▶ [EXERCISE PROMPT]: Report every line of the records below that includes the string "take".

Saved entries
# # #

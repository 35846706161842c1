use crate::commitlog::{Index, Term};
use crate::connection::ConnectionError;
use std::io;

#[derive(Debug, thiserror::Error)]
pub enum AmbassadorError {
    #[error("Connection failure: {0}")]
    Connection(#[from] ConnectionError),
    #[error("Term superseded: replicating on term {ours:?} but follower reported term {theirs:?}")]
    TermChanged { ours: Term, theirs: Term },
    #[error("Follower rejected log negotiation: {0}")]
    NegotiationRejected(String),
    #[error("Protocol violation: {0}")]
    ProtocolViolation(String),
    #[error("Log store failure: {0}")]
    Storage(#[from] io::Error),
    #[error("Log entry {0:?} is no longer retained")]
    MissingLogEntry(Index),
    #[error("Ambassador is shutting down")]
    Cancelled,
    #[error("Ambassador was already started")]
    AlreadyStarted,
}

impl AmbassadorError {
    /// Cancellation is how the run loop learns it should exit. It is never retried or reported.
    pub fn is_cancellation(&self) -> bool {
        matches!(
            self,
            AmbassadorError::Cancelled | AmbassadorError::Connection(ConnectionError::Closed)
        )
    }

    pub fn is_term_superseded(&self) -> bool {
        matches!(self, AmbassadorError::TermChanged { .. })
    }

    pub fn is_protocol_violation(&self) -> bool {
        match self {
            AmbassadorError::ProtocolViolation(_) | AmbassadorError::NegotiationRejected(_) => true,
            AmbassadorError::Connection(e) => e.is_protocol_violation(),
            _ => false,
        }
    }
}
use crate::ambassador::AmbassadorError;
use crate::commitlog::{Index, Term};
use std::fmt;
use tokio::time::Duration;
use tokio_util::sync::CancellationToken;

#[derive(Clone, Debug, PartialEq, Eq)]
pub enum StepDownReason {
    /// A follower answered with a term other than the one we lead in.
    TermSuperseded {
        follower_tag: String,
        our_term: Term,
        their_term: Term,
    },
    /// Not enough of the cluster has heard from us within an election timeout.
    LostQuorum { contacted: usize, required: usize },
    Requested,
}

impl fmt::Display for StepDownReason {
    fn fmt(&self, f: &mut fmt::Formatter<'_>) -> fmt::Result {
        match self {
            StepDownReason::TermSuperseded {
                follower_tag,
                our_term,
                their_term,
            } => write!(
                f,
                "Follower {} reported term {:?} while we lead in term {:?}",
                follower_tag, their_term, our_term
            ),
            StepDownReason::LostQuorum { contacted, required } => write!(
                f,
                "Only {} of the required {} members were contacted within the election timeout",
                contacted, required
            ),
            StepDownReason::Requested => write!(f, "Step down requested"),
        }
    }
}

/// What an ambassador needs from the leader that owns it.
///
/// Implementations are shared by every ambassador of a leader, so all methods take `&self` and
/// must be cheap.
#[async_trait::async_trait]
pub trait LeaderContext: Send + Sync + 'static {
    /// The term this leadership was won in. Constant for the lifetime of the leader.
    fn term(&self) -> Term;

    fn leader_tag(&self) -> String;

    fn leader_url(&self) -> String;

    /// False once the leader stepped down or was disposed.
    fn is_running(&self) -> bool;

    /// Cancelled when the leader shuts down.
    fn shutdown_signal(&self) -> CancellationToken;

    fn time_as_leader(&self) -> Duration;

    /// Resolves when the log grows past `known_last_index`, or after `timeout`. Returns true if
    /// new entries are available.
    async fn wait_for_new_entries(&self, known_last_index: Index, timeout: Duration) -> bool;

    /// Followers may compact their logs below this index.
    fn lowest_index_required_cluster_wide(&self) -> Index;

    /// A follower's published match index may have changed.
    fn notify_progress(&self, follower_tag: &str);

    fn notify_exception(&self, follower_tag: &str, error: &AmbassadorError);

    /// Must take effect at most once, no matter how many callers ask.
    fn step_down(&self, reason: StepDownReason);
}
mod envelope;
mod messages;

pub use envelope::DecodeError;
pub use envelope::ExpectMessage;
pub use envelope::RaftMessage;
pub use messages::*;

# # #

▶ [RESPONSE]:
/// Implementations are shared by every ambassador of a leader, so all methods take `&self` and
    /// Must take effect at most once, no matter how many callers ask.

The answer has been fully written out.